An important case before US Courts at present is US v Ali, where the defendant is accused of, among other offences, aiding and abetting piracy by acting as an interpreter. (See the ruling on a preliminary motion here.) The case clearly has implications for other facilitators of piracy, such as financiers and the bosses of pirate gangs.
However, it now appears the presiding judge, US District Judge Ellen Huvelle, has described the aiding and abetting piracy charge as an “outrage” given that US prosecutors can only place the defendant as present on a hijacked vessel – while it was still on the high seas – for less than 30 minutes. (See reports here and here.) The defendant did, however, allegedly spend 69 days on the vessel after its capture in his role as translator and intermediary for ransom negotiations (presumably while it was detained closer to shore).
The case may raise a number of features some would find objectionable (including the fact that US authorities lured the defendant to a “conference” on Somalia in order to arrest him), but this aiding and abetting charge should not be one of them.
At international law, piracy can be committed on dry land.
The conclusion is not intuitive, but it is textually open on the treaty law. True, both the UN Convention on the Law of the Sea 1982 (Article 110(1)) and the Geneva High Seas Convention 1952 (Article 15(1)) define piracy as including any:
“illegal acts of violence or detention … committed for private ends by the crew or the passengers of a private ship … and directed: … on the high seas, against another ship”.

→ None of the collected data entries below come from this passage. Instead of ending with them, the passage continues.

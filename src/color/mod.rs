//! Channel arithmetic shared by all block modes.

/// An RGB pixel with 8 bits per channel.
pub type Rgb8 = [u8; 3];

// The `nX::n8` functions widen an X-bit channel to 8 bits by replicating its
// high bits into the vacated low bits.

pub(crate) mod n4 {
    #[inline(always)]
    pub fn n8(x: u8) -> u8 {
        debug_assert!(x <= 15);
        (x << 4) | x
    }
}

pub(crate) mod n5 {
    #[inline(always)]
    pub fn n8(x: u8) -> u8 {
        debug_assert!(x <= 31);
        (x << 3) | (x >> 2)
    }
}

pub(crate) mod n6 {
    #[inline(always)]
    pub fn n8(x: u8) -> u8 {
        debug_assert!(x <= 63);
        (x << 2) | (x >> 4)
    }
}

pub(crate) mod n7 {
    #[inline(always)]
    pub fn n8(x: u8) -> u8 {
        debug_assert!(x <= 127);
        (x << 1) | (x >> 6)
    }
}

/// Widens a 4:4:4 color to 8 bits per channel.
pub(crate) fn rgb444(raw: [u8; 3]) -> Rgb8 {
    raw.map(n4::n8)
}
/// Widens a 5:5:5 color to 8 bits per channel.
pub(crate) fn rgb555(raw: [u8; 3]) -> Rgb8 {
    raw.map(n5::n8)
}
/// Widens a 6:7:6 color to 8 bits per channel.
pub(crate) fn rgb676([r, g, b]: [u8; 3]) -> Rgb8 {
    [n6::n8(r), n7::n8(g), n6::n8(b)]
}

/// Adds a 3-bit two's complement delta to an unsigned 5-bit value.
///
/// The delta is sign-extended to 8 bits and the sum wraps. The result is
/// **not** clamped: a sum outside of `0..=31` shows up as a non-zero bit in
/// positions 5-7, which the mode detection relies on.
#[inline]
pub(crate) fn add_signed_3_to_5(delta3: u8, base5: u8) -> u8 {
    debug_assert!(delta3 <= 7);
    debug_assert!(base5 <= 31);

    let delta = if delta3 & 0b100 != 0 {
        delta3 | 0b1111_1000
    } else {
        delta3
    };
    delta.wrapping_add(base5)
}

/// Adds a signed offset to a channel and clamps the result to `0..=255`.
#[inline(always)]
pub(crate) fn clamp_add(base: u8, delta: i32) -> u8 {
    (base as i32 + delta).clamp(0, 255) as u8
}

/// Applies [`clamp_add`] to every channel of `color`.
#[inline]
pub(crate) fn offset_rgb(color: Rgb8, delta: i32) -> Rgb8 {
    color.map(|c| clamp_add(c, delta))
}

/// Packs a color into a 24-bit integer with red in the most significant byte.
#[inline]
pub(crate) fn pack_rgb([r, g, b]: Rgb8) -> u32 {
    (r as u32) << 16 | (g as u32) << 8 | b as u32
}
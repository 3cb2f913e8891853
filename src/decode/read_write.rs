//! An internal module with helper methods for reading blocks from a reader,
//! and writing decoded pixels to the output buffer.
//!
//! Blocks are stored one after another, left to right and top to bottom, and
//! each block holds a 4x4 tile. The output is row-major across the whole
//! image width, so the two orders only line up one row of blocks at a time.
//! A full row of blocks (a band) is decoded before any of its pixels are
//! written.

use std::io::{ErrorKind, Read};

use crate::{cast, util, BlockGrid, DecodeError};

use super::block::Block;
use super::{decode_block, DecodedBlock};

/// Reads the next block from the reader.
///
/// Unlike [`Read::read_exact`], this reports how many bytes of the block were
/// available when the reader ran dry.
pub(crate) fn read_block(
    r: &mut dyn Read,
    block_index: u64,
) -> Result<[u8; Block::BYTES], DecodeError> {
    let mut bytes = [0; Block::BYTES];
    let mut filled = 0;
    while filled < bytes.len() {
        match r.read(&mut bytes[filled..]) {
            Ok(0) => {
                return Err(DecodeError::ShortRead {
                    block_index,
                    bytes_read: filled,
                })
            }
            Ok(n) => filled += n,
            Err(e) if e.kind() == ErrorKind::Interrupted => {}
            Err(e) => return Err(e.into()),
        }
    }
    Ok(bytes)
}

/// One row of decoded blocks, covering (up to) 4 rows of the image.
struct RowBand {
    blocks: Vec<DecodedBlock>,
}

impl RowBand {
    fn new(width_blocks: usize) -> Result<Self, DecodeError> {
        let empty = DecodedBlock([[0; 3]; 16]);
        Ok(Self {
            blocks: util::try_vec(width_blocks, empty)?,
        })
    }

    /// Reads and decodes the next row of blocks, replacing the current ones.
    fn read(&mut self, r: &mut dyn Read, first_block_index: u64) -> Result<(), DecodeError> {
        for (x, slot) in self.blocks.iter_mut().enumerate() {
            let bytes = read_block(r, first_block_index + x as u64)?;
            *slot = decode_block(bytes)?;
        }
        Ok(())
    }

    /// Writes the band to `out`, which holds 1 to 4 full image rows of
    /// `width` pixels each.
    ///
    /// Rows and columns beyond the image (padding of the last block row or
    /// column) are skipped.
    fn write(&self, out: &mut [u8], width: usize) {
        let stride = width * 3;
        debug_assert!(out.len() % stride == 0 && out.len() / stride <= 4);

        for (y, row) in out.chunks_exact_mut(stride).enumerate() {
            for (x, block) in self.blocks.iter().enumerate() {
                let pixel_x = x * 4;
                let visible = (width - pixel_x).min(4);
                let pixels = block.row(y);
                row[pixel_x * 3..(pixel_x + visible) * 3]
                    .copy_from_slice(cast::as_bytes(&pixels[..visible]));
            }
        }
    }
}

/// Decodes every block of `grid` from the reader into `output`.
///
/// `output` must be exactly `width * height * 3` bytes long. Every block of
/// the grid is read, including blocks that are only partially visible.
pub(crate) fn decode_image(
    r: &mut dyn Read,
    grid: &BlockGrid,
    output: &mut [u8],
) -> Result<(), DecodeError> {
    let size = grid.size();
    let width = size.width as usize;
    debug_assert_eq!(output.len() as u64, size.pixels() * 3);
    if output.is_empty() {
        return Ok(());
    }

    let width_blocks = grid.width_blocks() as usize;
    let mut band = RowBand::new(width_blocks)?;

    let band_bytes = width * 3 * BlockGrid::BLOCK_SIZE as usize;
    for (band_index, out) in output.chunks_mut(band_bytes).enumerate() {
        let first_block_index = band_index as u64 * width_blocks as u64;
        band.read(r, first_block_index)?;
        band.write(out, width);

        tracing::trace!(band = band_index, first_block_index, "decoded row band");
    }

    Ok(())
}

This basic definition clearly contains a geographic limitation: “on the high seas”.
However, both treaties actually create three separate offences, all called piracy. The definition above is only one of these. Let’s call it “Piracy 1”.
The third “piracy” offence (“Piracy 3”) under treaty law includes “inciting or … intentionally facilitating” any act constituting Piracy 1 (UNCLOS, Article 101(3); High Seas Convention, Article 15(3)). The words of geographic limitation (“on the high seas”) only appear in the definition of Piracy 1. They do not appear at all in Piracy 3.
Thus, the words “on the high seas” simply do not govern the “inciting or … intentionally facilitating” offence if one reads the treaty law – and a US Court should. The holding in US v Dire (US Court of Appeals, 4th Circuit, 23 May 2012, p. 41) appears to be that the content of the crime of “piracy by law of nations” is defined by the modern treaty law, although it did not rule on the “inciting or … intentionally facilitating” offence directly.
Nonetheless, it makes perfect sense both that one can facilitate piracy without ever going out onto the high seas and that any such act of facilitation should be punishable as piracy. (Although separate, and rather technical, question might be the precise relationship between the “inciting or … intentionally facilitating” treaty language and national modes of participation in crime such as aiding and abetting.)
Oddly enough, though, this point of treaty interpretation is mentioned nowhere in the literature that I am aware of, with the honourable exception of Robin Geiss and Anna Petrig’s Piracy and Armed Robbery at Sea (Oxford, 2011, p. 64).